Activity: The result should be every line that contains the word "hyper", taken from the material.

Input data:
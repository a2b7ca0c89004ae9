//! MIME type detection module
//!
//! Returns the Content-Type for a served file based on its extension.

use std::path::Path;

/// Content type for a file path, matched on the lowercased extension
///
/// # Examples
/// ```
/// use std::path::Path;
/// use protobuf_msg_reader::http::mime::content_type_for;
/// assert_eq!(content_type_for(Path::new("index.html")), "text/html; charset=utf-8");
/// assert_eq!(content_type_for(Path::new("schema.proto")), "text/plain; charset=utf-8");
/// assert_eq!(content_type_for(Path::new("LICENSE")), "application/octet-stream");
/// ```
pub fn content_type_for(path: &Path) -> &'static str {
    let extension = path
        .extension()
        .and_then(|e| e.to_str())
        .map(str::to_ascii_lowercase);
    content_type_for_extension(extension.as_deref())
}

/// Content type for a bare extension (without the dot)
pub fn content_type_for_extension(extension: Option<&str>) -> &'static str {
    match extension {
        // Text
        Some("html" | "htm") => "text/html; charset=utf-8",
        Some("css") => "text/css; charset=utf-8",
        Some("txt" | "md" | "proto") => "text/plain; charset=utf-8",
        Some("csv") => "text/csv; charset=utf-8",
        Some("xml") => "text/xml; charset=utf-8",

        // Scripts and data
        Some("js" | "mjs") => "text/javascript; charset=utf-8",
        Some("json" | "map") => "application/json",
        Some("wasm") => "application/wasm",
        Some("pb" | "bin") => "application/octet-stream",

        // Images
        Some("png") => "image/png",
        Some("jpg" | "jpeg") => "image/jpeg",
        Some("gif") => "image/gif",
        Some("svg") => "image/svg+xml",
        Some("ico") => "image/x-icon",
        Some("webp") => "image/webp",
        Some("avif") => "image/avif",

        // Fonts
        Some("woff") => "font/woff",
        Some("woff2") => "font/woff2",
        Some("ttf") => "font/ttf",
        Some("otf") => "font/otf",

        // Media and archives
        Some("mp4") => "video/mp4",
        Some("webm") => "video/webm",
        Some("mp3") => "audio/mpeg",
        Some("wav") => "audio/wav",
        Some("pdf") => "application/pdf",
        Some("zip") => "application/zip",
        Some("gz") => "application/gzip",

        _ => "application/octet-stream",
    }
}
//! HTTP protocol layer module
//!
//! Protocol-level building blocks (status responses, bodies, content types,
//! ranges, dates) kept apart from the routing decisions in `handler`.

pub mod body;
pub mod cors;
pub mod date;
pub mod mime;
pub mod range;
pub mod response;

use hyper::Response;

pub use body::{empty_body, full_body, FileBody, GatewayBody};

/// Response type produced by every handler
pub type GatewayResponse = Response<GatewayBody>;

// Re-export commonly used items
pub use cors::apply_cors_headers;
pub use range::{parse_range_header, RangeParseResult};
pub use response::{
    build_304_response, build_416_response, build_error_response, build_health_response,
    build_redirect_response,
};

--

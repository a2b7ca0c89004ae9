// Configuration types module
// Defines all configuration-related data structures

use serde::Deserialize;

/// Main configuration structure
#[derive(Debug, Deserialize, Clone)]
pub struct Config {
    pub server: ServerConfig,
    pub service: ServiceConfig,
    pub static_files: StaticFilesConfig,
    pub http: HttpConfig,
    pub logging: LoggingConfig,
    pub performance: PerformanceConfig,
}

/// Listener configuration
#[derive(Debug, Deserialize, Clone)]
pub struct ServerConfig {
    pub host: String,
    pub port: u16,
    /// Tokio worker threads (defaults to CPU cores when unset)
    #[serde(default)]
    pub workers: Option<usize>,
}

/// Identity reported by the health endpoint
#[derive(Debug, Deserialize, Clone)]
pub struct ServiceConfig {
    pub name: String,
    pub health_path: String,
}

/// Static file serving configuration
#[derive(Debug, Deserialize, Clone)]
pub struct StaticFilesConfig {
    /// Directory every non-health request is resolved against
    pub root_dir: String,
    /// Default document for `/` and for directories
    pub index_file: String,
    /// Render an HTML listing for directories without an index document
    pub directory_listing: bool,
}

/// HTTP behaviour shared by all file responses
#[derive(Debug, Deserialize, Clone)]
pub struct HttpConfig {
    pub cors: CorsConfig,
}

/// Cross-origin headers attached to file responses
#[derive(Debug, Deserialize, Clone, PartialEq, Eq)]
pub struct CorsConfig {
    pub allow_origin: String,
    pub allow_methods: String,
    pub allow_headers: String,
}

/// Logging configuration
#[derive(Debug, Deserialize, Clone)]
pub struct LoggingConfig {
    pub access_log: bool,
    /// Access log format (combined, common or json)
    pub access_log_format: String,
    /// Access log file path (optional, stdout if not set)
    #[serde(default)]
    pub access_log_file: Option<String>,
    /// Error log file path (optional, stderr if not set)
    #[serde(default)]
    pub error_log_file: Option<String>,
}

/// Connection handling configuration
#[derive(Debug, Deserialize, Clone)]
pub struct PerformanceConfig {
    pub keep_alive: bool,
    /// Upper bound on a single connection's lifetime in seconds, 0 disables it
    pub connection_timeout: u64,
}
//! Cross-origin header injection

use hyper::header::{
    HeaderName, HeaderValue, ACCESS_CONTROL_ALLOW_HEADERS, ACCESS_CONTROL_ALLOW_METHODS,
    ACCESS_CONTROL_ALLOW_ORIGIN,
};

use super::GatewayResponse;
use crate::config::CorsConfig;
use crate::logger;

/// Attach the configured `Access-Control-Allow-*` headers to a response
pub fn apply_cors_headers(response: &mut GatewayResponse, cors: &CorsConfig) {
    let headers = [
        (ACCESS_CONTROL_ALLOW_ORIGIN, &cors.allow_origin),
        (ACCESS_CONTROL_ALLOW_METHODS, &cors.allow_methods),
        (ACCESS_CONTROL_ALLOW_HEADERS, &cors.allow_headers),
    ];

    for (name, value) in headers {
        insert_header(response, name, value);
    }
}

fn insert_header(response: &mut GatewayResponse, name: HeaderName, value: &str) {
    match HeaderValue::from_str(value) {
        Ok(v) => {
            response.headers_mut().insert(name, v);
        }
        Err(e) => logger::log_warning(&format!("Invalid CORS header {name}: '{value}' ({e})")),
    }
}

Expected answer:
use hyper::Response;
use hyper::header::{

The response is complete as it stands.